On the last day before the parliamentary recess, the Transport Minister Chris Grayling sneaked out the announcement that various electrification schemes would be cancelled, in the North West (the Windermere branch), in Wales (Cardiff to Swansea) and in the East Midlands( Midland Main Line, from Kettering north to Derby, Nottingham and Sheffield).

The following day he gave a press interview indicating that electrification of our route would probably also be cancelled or at the very least scaled back (once a report is published in Autumn). Our resident cynic thinks this will also be sneaked out on a busy news day in the hope that no-one notices or that the inevitable furore is diminished.

The project to electrify the entire train line between Manchester and Leeds could be cancelled because it is “too hard”, according to Transport Secretary Chris Grayling.

He said it was too difficult to run electric pylons along the whole line between the two cities, and that bi-modal trains could instead operate with diesel engines on part of the network.

 “We don’t need to electrify all of every route. There are places that are built in Victorian times where it is very difficult to put up electric cables,”

Mr Grayling said on a visit to Manchester, according to the Financial Times.

“If there are bits of the TransPennine network that are complicated to do and we have a bi-mode train, we can say: ‘Here is a section we can have a diesel.’ We will be electrifying TransPennine but we can do it in a smarter way.”

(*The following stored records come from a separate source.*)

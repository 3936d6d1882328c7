use thiserror::Error;

#[derive(Error, Debug, Clone)]
pub enum DomainError {
    #[error("Malformed DNS message: {0}")]
    MalformedMessage(String),

    #[error("No upstream endpoint produced a usable answer: {0}")]
    UpstreamUnavailable(String),

    #[error("DNSSEC validation returned Bogus: {0}")]
    ValidationBogus(String),

    #[error("Concurrent upstream forward ceiling reached")]
    CapacityExceeded,

    #[error("Query timeout")]
    QueryTimeout,

    #[error("Domain not found (NXDOMAIN)")]
    NxDomain,

    #[error("Invalid domain name: {0}")]
    InvalidDomainName(String),

    #[error("Configuration error: {0}")]
    ConfigError(String),

    #[error("I/O error: {0}")]
    IoError(String),
}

Once again, the minister explained his decision by saying that the introduction of new bi-mode trains means that electrification was not needed, since the units could travel on parts of the existing network on diesel as well as on the electrified sections.

In a move guaranteed to make northern passengers even more betrayed, the minister announced his full backing for the second Crossrail project in London, projected to cost £30bn. Although he thought this price too high, he committed to working with the mayor of London to enable the scheme.

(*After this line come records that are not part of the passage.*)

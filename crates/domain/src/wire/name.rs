use super::{MAX_COMPRESSION_HOPS, MAX_LABEL_LENGTH, MAX_NAME_LENGTH};
use crate::errors::DomainError;

fn malformed(msg: impl Into<String>) -> DomainError {
    DomainError::MalformedMessage(msg.into())
}

/// Parse a domain name starting at `start`, following compression pointers.
///
/// Returns the dotted name (no trailing dot, root is the empty string) and
/// the offset just past the name at its original position. Pointers must
/// target a strictly earlier offset than the pointer byte itself; together
/// with the hop cap this rejects pointer cycles instead of following them.
pub fn parse_name(data: &[u8], start: usize) -> Result<(String, usize), DomainError> {
    let mut name = String::with_capacity(64);
    let mut offset = start;
    let mut hops = 0usize;
    let mut end_offset: Option<usize> = None;

    loop {
        let len_byte = *data
            .get(offset)
            .ok_or_else(|| malformed("name runs past end of message"))?;
        let len = len_byte as usize;

        if len == 0 {
            if end_offset.is_none() {
                end_offset = Some(offset + 1);
            }
            break;
        }

        if len_byte & 0xC0 == 0xC0 {
            let low = *data
                .get(offset + 1)
                .ok_or_else(|| malformed("truncated compression pointer"))?;
            let target = ((len & 0x3F) << 8) | low as usize;
            if target >= offset {
                return Err(malformed(format!(
                    "compression pointer at {} does not point backward (target {})",
                    offset, target
                )));
            }
            if end_offset.is_none() {
                end_offset = Some(offset + 2);
            }
            hops += 1;
            if hops > MAX_COMPRESSION_HOPS {
                return Err(malformed("compression pointer chain too long"));
            }
            offset = target;
            continue;
        }

        if len_byte & 0xC0 != 0 {
            return Err(malformed(format!("reserved label type 0x{:02X}", len_byte & 0xC0)));
        }

        if len > MAX_LABEL_LENGTH {
            return Err(malformed("label exceeds 63 bytes"));
        }

        let label = data
            .get(offset + 1..offset + 1 + len)
            .ok_or_else(|| malformed("label runs past end of message"))?;

        if !name.is_empty() {
            name.push('.');
        }
        for &b in label {
            if b.is_ascii() && b != b'.' {
                name.push(b as char);
            } else {
                name.push_str(&format!("\\{:03}", b));
            }
        }

        if name.len() > MAX_NAME_LENGTH {
            return Err(malformed("name exceeds 255 bytes"));
        }

        offset += 1 + len;
    }

    Ok((name, end_offset.unwrap_or(offset)))
}

/// Append a dotted name in uncompressed wire form.
pub fn encode_name(name: &str, buf: &mut Vec<u8>) -> Result<(), DomainError> {
    let name = name.trim_end_matches('.');
    if name.is_empty() {
        buf.push(0);
        return Ok(());
    }

    if name.len() > MAX_NAME_LENGTH {
        return Err(DomainError::InvalidDomainName(format!(
            "name too long: '{}'",
            name
        )));
    }

    for label in name.split('.') {
        if label.is_empty() {
            return Err(DomainError::InvalidDomainName(format!(
                "empty label in '{}'",
                name
            )));
        }
        if label.len() > MAX_LABEL_LENGTH {
            return Err(DomainError::InvalidDomainName(format!(
                "label too long in '{}'",
                name
            )));
        }
        buf.push(label.len() as u8);
        buf.extend_from_slice(label.as_bytes());
    }
    buf.push(0);
    Ok(())
}

/// Append a name in DNSSEC canonical form: uncompressed and lowercased
/// (RFC 4034 §6.2).
pub fn encode_name_canonical(name: &str, buf: &mut Vec<u8>) -> Result<(), DomainError> {
    encode_name(&name.to_ascii_lowercase(), buf)
}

While it is true that technology has moved on in recent years and the bi-mode trains appear to be more reliable than first thought, this move can only be seen as a betrayal of the north to allow the south to have the full benefit of electrification.

The trains are heavier and more expensive because they run on two differing methods of fuelling, electric motors fed from the overhead power supply and a tank of diesel to power a series of small on-board engines throughout the train. These provide power for the electric motors driving the wheels.

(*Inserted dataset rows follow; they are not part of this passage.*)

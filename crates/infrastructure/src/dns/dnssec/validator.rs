use super::crypto::{key_tag, SignatureVerifier};
use super::trust_anchor::TrustAnchorStore;
use cinder_dns_domain::wire::{encode_name_canonical, encode_record_canonical};
use cinder_dns_domain::{
    DnssecStatus, DomainError, Message, RData, RecordType, ResourceRecord, RrsigData,
};
use std::collections::BTreeMap;
use std::time::{SystemTime, UNIX_EPOCH};
use tracing::debug;

/// Signature validation against the trust-anchor store.
///
/// RRSIGs covering the answer RRsets are verified against the trusted
/// keys for the signer zone. Full chain-of-trust walking (per-zone DS
/// fetches) is out of scope; an answer signed by a zone with no anchored
/// keys validates as `Insecure`.
pub struct DnssecValidator {
    anchors: TrustAnchorStore,
    verifier: SignatureVerifier,
}

impl DnssecValidator {
    pub fn new(anchors: TrustAnchorStore) -> Self {
        Self {
            anchors,
            verifier: SignatureVerifier,
        }
    }

    pub fn validate(&self, message: &Message) -> DnssecStatus {
        let rrsigs: Vec<(&str, &RrsigData)> = message
            .answers
            .iter()
            .filter_map(|r| match &r.rdata {
                RData::RRSIG(sig) => Some((r.name.as_str(), sig)),
                _ => None,
            })
            .collect();

        if rrsigs.is_empty() {
            return DnssecStatus::Insecure;
        }

        let mut rrsets: BTreeMap<(String, u16), Vec<&ResourceRecord>> = BTreeMap::new();
        for record in &message.answers {
            if record.rtype == RecordType::RRSIG {
                continue;
            }
            rrsets
                .entry((record.name.to_ascii_lowercase(), record.rtype.to_u16()))
                .or_default()
                .push(record);
        }

        let mut overall = DnssecStatus::Secure;
        for ((name, rtype), records) in &rrsets {
            let covering: Vec<&RrsigData> = rrsigs
                .iter()
                .filter(|(owner, sig)| {
                    owner.eq_ignore_ascii_case(name) && sig.type_covered.to_u16() == *rtype
                })
                .map(|(_, sig)| *sig)
                .collect();

            // Signatures exist in this answer but not for this rrset.
            if covering.is_empty() {
                debug!(name = %name, rtype, "RRset lacks a covering RRSIG");
                return DnssecStatus::Bogus;
            }

            match self.validate_rrset(records, &covering) {
                DnssecStatus::Bogus => return DnssecStatus::Bogus,
                DnssecStatus::Insecure | DnssecStatus::Unknown => {
                    overall = DnssecStatus::Insecure;
                }
                DnssecStatus::Secure => {}
            }
        }

        overall
    }

    fn validate_rrset(
        &self,
        records: &[&ResourceRecord],
        rrsigs: &[&RrsigData],
    ) -> DnssecStatus {
        let mut any_trusted_key = false;

        for rrsig in rrsigs {
            let keys = self.anchors.keys_for_zone(&rrsig.signer_name);
            if keys.is_empty() {
                continue;
            }
            any_trusted_key = true;

            if !time_window_valid(rrsig) {
                debug!(
                    signer = %rrsig.signer_name,
                    inception = rrsig.inception,
                    expiration = rrsig.expiration,
                    "RRSIG outside its validity window"
                );
                continue;
            }

            for dnskey in keys {
                if key_tag(dnskey) != rrsig.key_tag || dnskey.algorithm != rrsig.algorithm {
                    continue;
                }
                match self.signed_data(rrsig, records) {
                    Ok(data) => match self.verifier.verify(
                        rrsig.algorithm,
                        &data,
                        &rrsig.signature,
                        dnskey,
                    ) {
                        Ok(true) => return DnssecStatus::Secure,
                        Ok(false) => {}
                        Err(e) => {
                            debug!(error = %e, "Signature verification unusable");
                        }
                    },
                    Err(e) => {
                        debug!(error = %e, "Could not build signed data");
                    }
                }
            }
        }

        if any_trusted_key {
            // A trusted key for the signer zone exists but nothing verified.
            DnssecStatus::Bogus
        } else {
            DnssecStatus::Insecure
        }
    }

    /// RFC 4034 §3.1.8.1 signed data: RRSIG rdata (sans signature) with
    /// the canonical signer name, then the RRset in canonical form and
    /// order at the original TTL.
    fn signed_data(
        &self,
        rrsig: &RrsigData,
        records: &[&ResourceRecord],
    ) -> Result<Vec<u8>, DomainError> {
        let mut data = Vec::new();
        data.extend_from_slice(&rrsig.type_covered.to_u16().to_be_bytes());
        data.push(rrsig.algorithm);
        data.push(rrsig.labels);
        data.extend_from_slice(&rrsig.original_ttl.to_be_bytes());
        data.extend_from_slice(&rrsig.expiration.to_be_bytes());
        data.extend_from_slice(&rrsig.inception.to_be_bytes());
        data.extend_from_slice(&rrsig.key_tag.to_be_bytes());
        encode_name_canonical(&rrsig.signer_name, &mut data)?;

        let mut encoded: Vec<Vec<u8>> = Vec::with_capacity(records.len());
        for record in records {
            let mut buf = Vec::new();
            encode_record_canonical(record, rrsig.original_ttl, &mut buf)?;
            encoded.push(buf);
        }
        // Within one rrset the wire prefix is identical, so sorting the
        // full encoding sorts by rdata as the RFC requires.
        encoded.sort();
        for record_bytes in encoded {
            data.extend_from_slice(&record_bytes);
        }
        Ok(data)
    }
}

fn time_window_valid(rrsig: &RrsigData) -> bool {
    let now = SystemTime::now()
        .duration_since(UNIX_EPOCH)
        .map(|d| d.as_secs() as u32)
        .unwrap_or(0);
    now >= rrsig.inception && now <= rrsig.expiration
}

#[cfg(test)]
mod tests {
    use super::*;
    use crate::dns::dnssec::TrustAnchor;
    use cinder_dns_domain::{DnskeyData, Rcode};

    fn unix_now() -> u32 {
        SystemTime::now()
            .duration_since(UNIX_EPOCH)
            .unwrap()
            .as_secs() as u32
    }

    fn answer_with_a(name: &str) -> Message {
        let mut message = Message::query(1, name, RecordType::A);
        message.header.response = true;
        message.header.rcode = Rcode::NoError;
        message.answers = vec![ResourceRecord::new(
            name,
            300,
            RData::A("192.0.2.1".parse().unwrap()),
        )];
        message
    }

    fn zone_key() -> DnskeyData {
        DnskeyData {
            flags: 256,
            protocol: 3,
            algorithm: 15,
            public_key: vec![0u8; 32],
        }
    }

    fn rrsig_for(name: &str, signer: &str, dnskey: &DnskeyData) -> ResourceRecord {
        ResourceRecord::new(
            name,
            300,
            RData::RRSIG(RrsigData {
                type_covered: RecordType::A,
                algorithm: dnskey.algorithm,
                labels: 2,
                original_ttl: 300,
                expiration: unix_now() + 3_600,
                inception: unix_now().saturating_sub(3_600),
                key_tag: key_tag(dnskey),
                signer_name: signer.to_string(),
                signature: vec![0u8; 64],
            }),
        )
    }

    #[test]
    fn unsigned_answer_is_insecure() {
        let validator = DnssecValidator::new(TrustAnchorStore::new());
        assert_eq!(
            validator.validate(&answer_with_a("example.com")),
            DnssecStatus::Insecure
        );
    }

    #[test]
    fn signer_without_anchored_keys_is_insecure() {
        let validator = DnssecValidator::new(TrustAnchorStore::empty());
        let key = zone_key();
        let mut message = answer_with_a("example.com");
        message
            .answers
            .push(rrsig_for("example.com", "example.com", &key));
        assert_eq!(validator.validate(&message), DnssecStatus::Insecure);
    }

    #[test]
    fn bad_signature_under_anchored_key_is_bogus() {
        let key = zone_key();
        let mut anchors = TrustAnchorStore::empty();
        anchors.add_anchor(TrustAnchor::new("example.com", key.clone()));
        let validator = DnssecValidator::new(anchors);

        let mut message = answer_with_a("example.com");
        message
            .answers
            .push(rrsig_for("example.com", "example.com", &key));
        assert_eq!(validator.validate(&message), DnssecStatus::Bogus);
    }

    #[test]
    fn expired_signature_window_is_bogus() {
        let key = zone_key();
        let mut anchors = TrustAnchorStore::empty();
        anchors.add_anchor(TrustAnchor::new("example.com", key.clone()));
        let validator = DnssecValidator::new(anchors);

        let mut message = answer_with_a("example.com");
        let mut rrsig = rrsig_for("example.com", "example.com", &key);
        if let RData::RRSIG(ref mut sig) = rrsig.rdata {
            sig.expiration = unix_now().saturating_sub(7_200);
            sig.inception = unix_now().saturating_sub(14_400);
        }
        message.answers.push(rrsig);
        assert_eq!(validator.validate(&message), DnssecStatus::Bogus);
    }

    #[test]
    fn rrset_without_covering_rrsig_is_bogus() {
        let key = zone_key();
        let mut anchors = TrustAnchorStore::empty();
        anchors.add_anchor(TrustAnchor::new("example.com", key.clone()));
        let validator = DnssecValidator::new(anchors);

        let mut message = answer_with_a("example.com");
        // AAAA rrset appears alongside a signed A rrset but has no RRSIG.
        message.answers.push(ResourceRecord::new(
            "example.com",
            300,
            RData::AAAA("2001:db8::1".parse().unwrap()),
        ));
        message
            .answers
            .push(rrsig_for("example.com", "example.com", &key));
        assert_eq!(validator.validate(&message), DnssecStatus::Bogus);
    }
}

Later reports suggest that the government announcement was issued prematurely and that the minister had not said that the Transpennine electrification was in doubt.

It is disingenuous of the government to say that the overhead wiring spoils the countryside as the pollutants which will be spewed out by the diesel engines of the bi-mode trains will have more impact on people’s lives than the look of a few gantries and wires.

It is a clear betrayal of years of promises that finally the north would get the rail network it deserved has been placed in doubt.

Then the following day Mr Grayling stated his support for London’s Crossrail 2, a project costing may times more than Trans Pennine electrification and one that directly benefits his Surrey constituency. Insert cynical comment here about the DfT and the minister cutting back projects in the North because they don’t know or care about it, whilst spending ever more on London and the south east.

In fact here’s a comment from someone with years of experience within the railway industry, someone who really knows what they are talking about.

“Not electrifying between Manchester to Leeds on an otherwise electrified route between Liverpool to Edinburgh is not smart.

“Dual mode trains need the additional weight of diesel engines distributed through the train, so sub optimising performance and fuel efficiency over the much longer electric sections.

“Mr Grayling may not be aware of the Pennines between Manchester and Leeds. This is the section where performance is needed most. This is not smart.”

Ian Brown CBE FCILT, Railfuture Policy Director


This has implications for us. Electrification, although not sufficient in itself, was one of the key actions necessary to enable us to have the half-hourly service that we have been campaigning for.